Problem requirements
Scan the lines below; pull out those with "clap".

(Saved data entries)
•••••
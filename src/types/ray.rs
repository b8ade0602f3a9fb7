//! Ray with precomputed guarded reciprocal direction
//!
//! The slab test against an AABB runs on every traversal step, so the
//! reciprocal direction is computed once at construction. Components of
//! near-zero magnitude get a signed infinite reciprocal, which makes the
//! slab arithmetic handle axis-parallel rays and zero-thickness slabs
//! without branches.
//!
//! Author: Moroya Sakamoto

use glam::{Mat4, Vec3};
use serde::{Deserialize, Serialize};

use super::{Aabb, BoundingSphere, RECIP_EPSILON};

/// Ray for spatial queries. Direction is unit length by construction.
#[derive(Debug, Clone, Copy, Serialize, Deserialize)]
pub struct Ray {
    /// Ray origin point
    pub origin: Vec3,
    /// Ray direction (normalized)
    pub direction: Vec3,
    /// Componentwise reciprocal of the direction, with near-zero
    /// components replaced by a signed infinity
    pub inv_direction: Vec3,
}

#[inline]
fn guarded_recip(component: f32) -> f32 {
    if component.abs() < RECIP_EPSILON {
        f32::INFINITY.copysign(component)
    } else {
        1.0 / component
    }
}

impl Ray {
    /// Create a new ray. The direction is re-normalized; a zero-length
    /// direction is canonicalized to `+Z`.
    pub fn new(origin: Vec3, direction: Vec3) -> Self {
        let len = direction.length();
        let direction = if len > RECIP_EPSILON {
            direction / len
        } else {
            Vec3::Z
        };
        Ray {
            origin,
            direction,
            inv_direction: Vec3::new(
                guarded_recip(direction.x),
                guarded_recip(direction.y),
                guarded_recip(direction.z),
            ),
        }
    }

    /// Get point along the ray at distance `t`
    #[inline]
    pub fn at(&self, t: f32) -> Vec3 {
        self.origin + self.direction * t
    }

    /// Transform the ray by a matrix: origin as a point, direction as a
    /// direction (no translation), then re-normalize.
    ///
    /// Used to carry a world-space ray into a mesh's local space via the
    /// inverse world matrix; the returned `t` values from local-space
    /// queries stay in the transformed parameter space.
    pub fn transform(&self, matrix: &Mat4) -> Ray {
        Ray::new(
            matrix.transform_point3(self.origin),
            matrix.transform_vector3(self.direction),
        )
    }

    /// Slab-method intersection against an AABB.
    ///
    /// Returns the distance to the entry point, or the exit distance
    /// when the origin is inside the box. An empty or invalid box always
    /// misses.
    pub fn intersect_aabb(&self, aabb: &Aabb) -> Option<f32> {
        if !aabb.is_valid() {
            return None;
        }

        let mut t_min = f32::NEG_INFINITY;
        let mut t_max = f32::INFINITY;

        for k in 0..3 {
            let t1 = (aabb.min[k] - self.origin[k]) * self.inv_direction[k];
            let t2 = (aabb.max[k] - self.origin[k]) * self.inv_direction[k];
            t_min = t_min.max(t1.min(t2));
            t_max = t_max.min(t1.max(t2));
        }

        if t_max < t_min.max(0.0) {
            return None;
        }
        if t_min >= 0.0 {
            Some(t_min)
        } else {
            Some(t_max)
        }
    }

    /// Ray-sphere intersection.
    ///
    /// Same convention as the AABB test: distance to the entry point, or
    /// the exit distance when the origin is inside the sphere.
    pub fn intersect_sphere(&self, sphere: &BoundingSphere) -> Option<f32> {
        let to_center = sphere.center - self.origin;
        let projection = to_center.dot(self.direction);
        let perp_sq = to_center.length_squared() - projection * projection;
        let r_sq = sphere.radius * sphere.radius;
        if perp_sq > r_sq {
            return None;
        }
        let half_chord = (r_sq - perp_sq).sqrt();
        let entry = projection - half_chord;
        let exit = projection + half_chord;
        if exit < 0.0 {
            return None;
        }
        if entry >= 0.0 {
            Some(entry)
        } else {
            Some(exit)
        }
    }
}
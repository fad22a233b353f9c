use crate::constraints::constraint_set::ConstraintSet;

/// Renders user constraints as named model constraints, one per line.
///
/// Customers and trucks are numbered from 1 in the model.
pub fn constraints_to_model(constraints: &ConstraintSet) -> String {
    let mut lines = Vec::with_capacity(constraints.len());

    for order in constraints.order_constraints() {
        let from = order.from.get() + 1;
        let to = order.to.get() + 1;
        lines.push(format!(
            "constraint :: \"{from} served before {to}\" vehicleOf[{from}] == vehicleOf[{to}] /\\ startOfService[{from}] + serviceTime[{from}] <= arrivalTime[{to}];"
        ));
    }

    for locked in constraints.locked_customers() {
        let customer = locked.customer.get() + 1;
        let truck = locked.truck.get() + 1;
        lines.push(format!(
            "constraint :: \"{customer} served by {truck}\" vehicleOf[{customer}] == {truck};"
        ));
    }

    for locked in constraints.locked_trucks() {
        if locked.customers.is_empty() {
            continue;
        }

        let truck = locked.truck.get() + 1;
        let sequence = locked
            .customers
            .iter()
            .map(|customer| (customer.get() + 1).to_string())
            .collect::<Vec<_>>()
            .join("->");
        let conjunction = locked
            .customers
            .iter()
            .map(|customer| format!("vehicleOf[{}] == {truck}", customer.get() + 1))
            .collect::<Vec<_>>()
            .join(" /\\ ");
        lines.push(format!(
            "constraint :: \"{truck} serves {sequence}\" {conjunction};"
        ));
    }

    lines.join("\n")
}

/// Base model followed by the problem's constraints and the node's own.
pub fn full_model(base: &str, problem: &ConstraintSet, node: &ConstraintSet) -> String {
    format!(
        "{base}\n\n{}\n\n{}",
        constraints_to_model(problem),
        constraints_to_model(node)
    )
}

#[cfg(test)]
mod tests {
    use super::*;
    use crate::{
        constraints::constraint_set::{LockedCustomer, OrderConstraint},
        problem::{customer::CustomerIdx, truck::TruckIdx},
    };

    #[test]
    fn test_constraints_to_model() {
        let mut constraints = ConstraintSet::default();
        constraints.add_order(OrderConstraint {
            from: CustomerIdx::new(0),
            to: CustomerIdx::new(2),
        });
        constraints.lock_customer(LockedCustomer {
            customer: CustomerIdx::new(1),
            truck: TruckIdx::new(1),
        });
        constraints.toggle_locked_truck(
            TruckIdx::new(0),
            vec![CustomerIdx::new(3), CustomerIdx::new(4)],
        );

        let model = constraints_to_model(&constraints);
        let lines: Vec<&str> = model.lines().collect();

        assert_eq!(
            lines,
            vec![
                "constraint :: \"1 served before 3\" vehicleOf[1] == vehicleOf[3] /\\ startOfService[1] + serviceTime[1] <= arrivalTime[3];",
                "constraint :: \"2 served by 2\" vehicleOf[2] == 2;",
                "constraint :: \"1 serves 4->5\" vehicleOf[4] == 1 /\\ vehicleOf[5] == 1;",
            ]
        );
    }

    #[test]
    fn test_empty_constraints_render_nothing() {
        assert_eq!(constraints_to_model(&ConstraintSet::default()), "");
        assert_eq!(
            full_model("solve minimize objective;", &ConstraintSet::default(), &ConstraintSet::default()),
            "solve minimize objective;\n\n\n\n"
        );
    }
}
use std::{fs::File, io::BufReader, path::Path};

use anyhow::Context;
use courier_planner::{problem::dispatch_problem::DispatchProblem, problem::problem_input::ProblemInput};
use serde::{Serialize, de::DeserializeOwned};

pub fn read_json<T: DeserializeOwned>(path: &Path) -> anyhow::Result<T> {
    let file = File::open(path).with_context(|| format!("Cannot open {}", path.display()))?;
    let reader = BufReader::new(file);
    serde_json::from_reader(reader).with_context(|| format!("Cannot parse {}", path.display()))
}

pub fn write_json<T: Serialize>(path: &Path, value: &T) -> anyhow::Result<()> {
    let file = File::create(path).with_context(|| format!("Cannot create {}", path.display()))?;
    serde_json::to_writer_pretty(file, value)?;
    Ok(())
}

pub fn read_problem(path: &Path) -> anyhow::Result<DispatchProblem> {
    let input: ProblemInput = read_json(path)?;
    Ok(input.build_problem()?)
}
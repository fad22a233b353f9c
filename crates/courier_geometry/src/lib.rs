pub mod cache;
pub mod geometry_provider;
pub mod lat_lng;
pub mod osrm_route_client;
pub mod route_geometry;
pub mod straight_line;
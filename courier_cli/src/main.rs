use clap::{Parser, Subcommand};
use mimalloc::MiMalloc;

use crate::{check::CheckArgs, move_customer::MoveArgs, solve::SolveArgs};

mod backends;
mod check;
mod file_utils;
mod move_customer;
mod parsers;
mod report;
mod solve;

#[global_allocator]
static GLOBAL: MiMalloc = MiMalloc;

#[derive(Parser)]
#[clap(author, version, about, long_about = None)]
struct Cli {
    #[command(subcommand)]
    command: Commands,

    #[arg(short, long)]
    debug: bool,
}

#[derive(Subcommand)]
enum Commands {
    /// Report the violations of a solution
    Check {
        #[command(flatten)]
        args: CheckArgs,
    },
    /// Move a customer and re-optimize the routes involved
    #[command(name = "move", visible_alias = "mv")]
    Move {
        #[command(flatten)]
        args: MoveArgs,
    },
    /// Solve a problem with the configured solver
    Solve {
        #[command(flatten)]
        args: SolveArgs,
    },
}

#[tokio::main]
async fn main() -> Result<(), anyhow::Error> {
    dotenvy::from_filename("./.env.local").ok();

    let cli = Cli::parse();
    tracing_subscriber::fmt()
        .with_max_level(if cli.debug {
            tracing::Level::DEBUG
        } else {
            tracing::Level::INFO
        })
        .init();

    match cli.command {
        Commands::Check { args } => check::run(args).await?,
        Commands::Move { args } => move_customer::run(args).await?,
        Commands::Solve { args } => solve::run(args).await?,
    }

    Ok(())
}
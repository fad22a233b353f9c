use std::future::Future;

use thiserror::Error;
use tokio::sync::mpsc::UnboundedSender;

use crate::solver::{
    raw_assignment::{RawAssignment, SolveResponse},
    solve_params::SolveRequest,
};

#[derive(Debug, Error)]
pub enum SolverError {
    #[error("HTTP request failed: {0}")]
    Request(#[from] reqwest::Error),

    #[error("API error: {status} - {message}")]
    Api { status: u16, message: String },

    #[error("Solver timed out: {0}")]
    Timeout(String),

    #[error("Invalid solver response: {0}")]
    Deserialize(#[from] serde_json::Error),
}

/// Global optimization service. Opaque: takes a model and parameters and
/// returns ranked solutions.
pub trait SolverBackend: Send + Sync {
    /// Intermediate solutions, if the backend produces any, are sent to
    /// `partials` as they arrive.
    fn solve(
        &self,
        request: SolveRequest,
        partials: UnboundedSender<RawAssignment>,
    ) -> impl Future<Output = Result<SolveResponse, SolverError>> + Send;
}
use std::sync::Arc;

use fxhash::FxHashMap;
use parking_lot::Mutex;
use tokio::sync::OnceCell;

use crate::{
    geometry_provider::{GeometryError, GeometryProvider},
    lat_lng::LatLng,
    route_geometry::RouteGeometry,
};

/// Exact coordinates of every stop, in order.
type CacheKey = Vec<(u64, u64)>;

fn cache_key(stops: &[LatLng]) -> CacheKey {
    stops
        .iter()
        .map(|stop| (stop.lat.to_bits(), stop.lng.to_bits()))
        .collect()
}

/// Process-lifetime cache in front of a provider.
///
/// Concurrent lookups for the same stops share a single request. Failed
/// lookups are not cached, the next caller retries. There is no eviction.
pub struct CachedGeometryProvider<P> {
    inner: P,
    entries: Mutex<FxHashMap<CacheKey, Arc<OnceCell<RouteGeometry>>>>,
}

impl<P> CachedGeometryProvider<P> {
    pub fn new(inner: P) -> Self {
        Self {
            inner,
            entries: Mutex::new(FxHashMap::default()),
        }
    }

    /// Number of resolved entries.
    pub fn len(&self) -> usize {
        self.entries
            .lock()
            .values()
            .filter(|cell| cell.initialized())
            .count()
    }

    pub fn is_empty(&self) -> bool {
        self.len() == 0
    }

    fn cell(&self, key: CacheKey) -> Arc<OnceCell<RouteGeometry>> {
        let mut entries = self.entries.lock();
        Arc::clone(entries.entry(key).or_default())
    }
}

impl<P> GeometryProvider for CachedGeometryProvider<P>
where
    P: GeometryProvider,
{
    async fn route(&self, stops: &[LatLng]) -> Result<RouteGeometry, GeometryError> {
        let cell = self.cell(cache_key(stops));
        let geometry = cell.get_or_try_init(|| self.inner.route(stops)).await?;
        Ok(geometry.clone())
    }
}
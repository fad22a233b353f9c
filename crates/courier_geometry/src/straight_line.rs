use crate::{
    geometry_provider::{GeometryError, GeometryProvider},
    lat_lng::LatLng,
    route_geometry::RouteGeometry,
};

pub const DEFAULT_SPEED_KMH: f64 = 50.0;

/// Offline provider connecting stops with straight lines.
pub struct StraightLineProvider {
    speed_kmh: f64,
}

impl StraightLineProvider {
    pub fn new(speed_kmh: f64) -> Self {
        StraightLineProvider { speed_kmh }
    }
}

impl Default for StraightLineProvider {
    fn default() -> Self {
        StraightLineProvider::new(DEFAULT_SPEED_KMH)
    }
}

impl GeometryProvider for StraightLineProvider {
    async fn route(&self, stops: &[LatLng]) -> Result<RouteGeometry, GeometryError> {
        if stops.len() < 2 {
            return Err(GeometryError::NotEnoughStops(stops.len()));
        }

        Ok(RouteGeometry::straight_line(stops, self.speed_kmh))
    }
}
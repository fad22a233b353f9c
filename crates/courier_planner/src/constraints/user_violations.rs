use fxhash::FxHashMap;

use crate::{
    constraints::{
        constraint_set::{ConstraintSet, LockedTruck},
        violation::Violation,
    },
    problem::{customer::CustomerIdx, dispatch_problem::DispatchProblem, truck::TruckIdx},
    solution::{served_stop::ServedStop, solution::Solution, truck_route::TruckRoute},
};

struct ServedBy<'a> {
    truck: TruckIdx,
    stop: &'a ServedStop,
}

fn served_customers<'a>(route: &'a TruckRoute) -> impl Iterator<Item = (CustomerIdx, ServedBy<'a>)> {
    route.stops().iter().filter_map(move |stop| {
        stop.visit().customer().map(|customer| {
            (
                customer,
                ServedBy {
                    truck: route.truck(),
                    stop,
                },
            )
        })
    })
}

fn check_locked_truck(
    problem: &DispatchProblem,
    route: &TruckRoute,
    locked: &LockedTruck,
    violations: &mut Vec<Violation>,
) {
    for (position, &customer) in locked.customers.iter().enumerate() {
        // stop 0 is the depot
        let served = route
            .stops()
            .get(position + 1)
            .and_then(|stop| stop.visit().customer());

        if served != Some(customer) {
            violations.push(Violation::LockedOrderBroken {
                truck: problem.truck(locked.truck).name().to_string(),
                customer: problem.customer(customer).name().to_string(),
            });
        }
    }
}

/// Checks a whole solution against user constraints.
///
/// Returns early when `constraints` is empty, skipping the lookup table.
pub fn check_user_constraints(
    problem: &DispatchProblem,
    solution: &Solution,
    constraints: &ConstraintSet,
) -> Vec<Violation> {
    if constraints.is_empty() {
        return vec![];
    }

    let mut violations = Vec::new();
    let served: FxHashMap<CustomerIdx, ServedBy> = solution
        .routes()
        .iter()
        .flat_map(served_customers)
        .collect();
    let name = |customer: CustomerIdx| problem.customer(customer).name().to_string();

    for order in constraints.order_constraints() {
        let Some(from) = served.get(&order.from) else {
            violations.push(Violation::NotServed {
                customer: name(order.from),
            });
            continue;
        };
        let Some(to) = served.get(&order.to) else {
            violations.push(Violation::NotServed {
                customer: name(order.to),
            });
            continue;
        };

        if from.truck != to.truck {
            violations.push(Violation::NotSameTruck {
                from: name(order.from),
                to: name(order.to),
            });
        } else if from.stop.arrival_time() > to.stop.arrival_time() {
            violations.push(Violation::OrderNotRespected {
                from: name(order.from),
                to: name(order.to),
            });
        }
    }

    for locked in constraints.locked_customers() {
        match served.get(&locked.customer) {
            None => violations.push(Violation::NotServed {
                customer: name(locked.customer),
            }),
            Some(served_by) if served_by.truck != locked.truck => {
                violations.push(Violation::WrongTruck {
                    customer: name(locked.customer),
                    truck: problem.truck(locked.truck).name().to_string(),
                })
            }
            Some(_) => {}
        }
    }

    for locked in constraints.locked_trucks() {
        match solution.route(locked.truck) {
            Some(route) => check_locked_truck(problem, route, locked, &mut violations),
            None => violations.push(Violation::TruckNotUsed {
                truck: problem.truck(locked.truck).name().to_string(),
            }),
        }
    }

    violations
}

/// Same rules as [`check_user_constraints`], restricted to one route.
///
/// Order constraints with an end on another truck, and unserved customers,
/// are left to the whole solution check.
pub fn check_truck_constraints(
    problem: &DispatchProblem,
    route: &TruckRoute,
    constraints: &ConstraintSet,
) -> Vec<Violation> {
    if constraints.is_empty() {
        return vec![];
    }

    let mut violations = Vec::new();
    let served: FxHashMap<CustomerIdx, ServedBy> = served_customers(route).collect();
    let name = |customer: CustomerIdx| problem.customer(customer).name().to_string();

    for order in constraints.order_constraints() {
        let (Some(from), Some(to)) = (served.get(&order.from), served.get(&order.to)) else {
            continue;
        };

        if from.stop.arrival_time() > to.stop.arrival_time() {
            violations.push(Violation::OrderNotRespected {
                from: name(order.from),
                to: name(order.to),
            });
        }
    }

    for locked in constraints.locked_customers() {
        if served.contains_key(&locked.customer) && locked.truck != route.truck() {
            violations.push(Violation::WrongTruck {
                customer: name(locked.customer),
                truck: problem.truck(locked.truck).name().to_string(),
            });
        }
    }

    for locked in constraints.locked_trucks() {
        if locked.truck == route.truck() {
            check_locked_truck(problem, route, locked, &mut violations);
        }
    }

    violations
}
•••••
Response box
use clap::{Parser, Subcommand};
#[clap(author, version, about, long_about = None)]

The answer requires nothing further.